To save himself, maybe, from human fragility and disease? Or to seek immortality?
We were hardly that, but our lifespan was more than double a human’s, and to some, that would feel like forever.
I glanced at Ivan for maybe the thousandth time, and this time, he stared back. His lips worked like he wanted to say something, then he let out a breath and leaned forward, keeping his voice still low enough that only I had a hope of hearing him.
“How is Misha?”
My eyes widened, deciding to dig in my verbal claws as deep as I could. “The brother you abandoned?”
He winced, but nodded. “I…he’s alive, isn’t he? My father’s convinced, but I…” He licked his lips, then swallowed thickly. “I worried he didn’t make it after the escape.”
“You worried that we killed him,” I filled in for him, and I saw the guilt rising in his eyes. “You worried that we were just as vicious as you humans are so desperate to believe we are, and we punished him for the sins of your father.”
Ivan sat back and turned his gaze to the window. “Can you blame me? After everything we did to you?”
At that, I did laugh—a low, quiet rumble in my chest, and he glanced at me before turning away again. “We wouldn’t have killed him, though a few of our council members advocated for it,” I confessed. There was no point in lying. “Some of them still think whatever your father did to him is a weapon he can use against us.”
Ivan rubbed his hand down his face, then leaned forward again. “I didn’t know my father had taken him to the labs.”
I snorted, not quite ready to believe him, and even if I did, I wasn’t sure he would have tried to stop the old man. “He was lucky to survive. I think you know that from everything you’ve seen your father do.”
Ivan closed his eyes and let out a shuddering breath. “I prayed every night that he was strong enough. Stronger than the others.”
“He was,” I confirmed. There was no point in torturing this man. “He is. He’s not human anymore.”
Ivan let out a small, distressed sound. “Is he like you?”
“Enough that he’d be thrown into whatever pit your people want us all to die in,” I said with a shrug. “But he’s also mated to our Head Alpha, which your news has been reporting.”

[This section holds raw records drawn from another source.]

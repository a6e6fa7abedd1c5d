use chrono::Utc;
use timekeep_core::storage::due_alarms;
use timekeep_core::Store;

pub fn run() -> Result<(), Box<dyn std::error::Error>> {
    let store = Store::open()?;
    let settings = store.clock_settings();
    let now = Utc::now();

    println!("{}", settings.format_clock(now));
    println!("{}", settings.format_date(now));

    let alarms = store.alarms();
    for alarm in due_alarms(&alarms, settings.time_of_day(now)) {
        println!("alarm: {}", alarm.label);
    }
    Ok(())
}
use chrono::{DateTime, Utc};
use serde::{Deserialize, Serialize};

use crate::timer::{Phase, SessionType, Side, TimerKind};

/// Every state change in the engine produces an Event.
/// The runtime turns them into sounds, notifications and history entries;
/// the CLI prints them.
#[derive(Debug, Clone, Serialize, Deserialize)]
#[serde(tag = "type")]
pub enum Event {
    TimerConfigured {
        kind: TimerKind,
        at: DateTime<Utc>,
    },
    TimerStarted {
        kind: TimerKind,
        /// Remaining time for countdown-style timers, elapsed for the stopwatch.
        time_ms: u64,
        at: DateTime<Utc>,
    },
    TimerStopped {
        kind: TimerKind,
        time_ms: u64,
        at: DateTime<Utc>,
    },
    TimerReset {
        kind: TimerKind,
        at: DateTime<Utc>,
    },
    TimerCompleted {
        kind: TimerKind,
        at: DateTime<Utc>,
    },
    PhaseChanged {
        kind: TimerKind,
        phase: Phase,
        cycle: u32,
        remaining_ms: u64,
        at: DateTime<Utc>,
    },
    PomodoroSessionCompleted {
        session: u32,
        session_type: SessionType,
        next: SessionType,
        at: DateTime<Utc>,
    },
    LapRecorded {
        lap: usize,
        split_ms: u64,
        at: DateTime<Utc>,
    },
    BombDefused {
        remaining_ms: u64,
        at: DateTime<Utc>,
    },
    BombExploded {
        at: DateTime<Utc>,
    },
    SegmentCompleted {
        index: usize,
        title: String,
        at: DateTime<Utc>,
    },
    PeriodEnded {
        kind: TimerKind,
        period: u32,
        at: DateTime<Utc>,
    },
    ScoreChanged {
        kind: TimerKind,
        side: Side,
        home: u32,
        away: u32,
        at: DateTime<Utc>,
    },
    /// A timing session finished or was abandoned; feeds the history log.
    SessionEnded {
        kind: TimerKind,
        duration_ms: u64,
        completed: bool,
        #[serde(default, skip_serializing_if = "Option::is_none")]
        laps: Option<Vec<u64>>,
        #[serde(default, skip_serializing_if = "Option::is_none")]
        name: Option<String>,
        at: DateTime<Utc>,
    },
}

impl Event {
    /// The timer kind this event concerns.
    pub fn kind(&self) -> TimerKind {
        match self {
            Event::TimerConfigured { kind, .. }
            | Event::TimerStarted { kind, .. }
            | Event::TimerStopped { kind, .. }
            | Event::TimerReset { kind, .. }
            | Event::TimerCompleted { kind, .. }
            | Event::PhaseChanged { kind, .. }
            | Event::PeriodEnded { kind, .. }
            | Event::ScoreChanged { kind, .. }
            | Event::SessionEnded { kind, .. } => *kind,
            Event::PomodoroSessionCompleted { .. } => TimerKind::Pomodoro,
            Event::LapRecorded { .. } => TimerKind::Stopwatch,
            Event::BombDefused { .. } | Event::BombExploded { .. } => TimerKind::Bomb,
            Event::SegmentCompleted { .. } => TimerKind::Presentation,
        }
    }

    /// Whether this event ends a run (used to wake the background worker).
    pub fn is_terminal(&self) -> bool {
        matches!(
            self,
            Event::TimerCompleted { .. } | Event::BombExploded { .. } | Event::BombDefused { .. }
        )
    }
}

#[cfg(test)]
mod tests {
    use super::*;

    #[test]
    fn serializes_with_type_tag() {
        let event = Event::TimerCompleted {
            kind: TimerKind::Countdown,
            at: Utc::now(),
        };
        let json = serde_json::to_value(&event).unwrap();
        assert_eq!(json["type"], "TimerCompleted");
        assert_eq!(json["kind"], "countdown");
    }

    #[test]
    fn session_ended_omits_empty_laps() {
        let event = Event::SessionEnded {
            kind: TimerKind::Egg,
            duration_ms: 1000,
            completed: true,
            laps: None,
            name: None,
            at: Utc::now(),
        };
        let json = serde_json::to_value(&event).unwrap();
        assert!(json.get("laps").is_none());
        assert_eq!(event.kind(), TimerKind::Egg);
    }
}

Ivan nodded, his face a little pale, but he didn’t look disgusted, which surprised me. “I wasn’t sure if that rumor was true. I just…” He shook his head as he trailed off. “I doubt I’ll ever see him again. We were never close. He was so much younger and so…” He stopped with a small, almost fond grin that startled me. “He was so smart and a little strange. My father hated it, but I hoped he’d grow up his own person.”
“Unlike you?” I asked.
I caught the stench of humiliation from him before it faded. “I have no excuses, and I’m not going to pretend like I always knew that he was wrong. That I was wrong,” he amended.
I said nothing, glancing away from him because I wasn’t quite sure what he wanted from me. To throw me off, to get past my guard?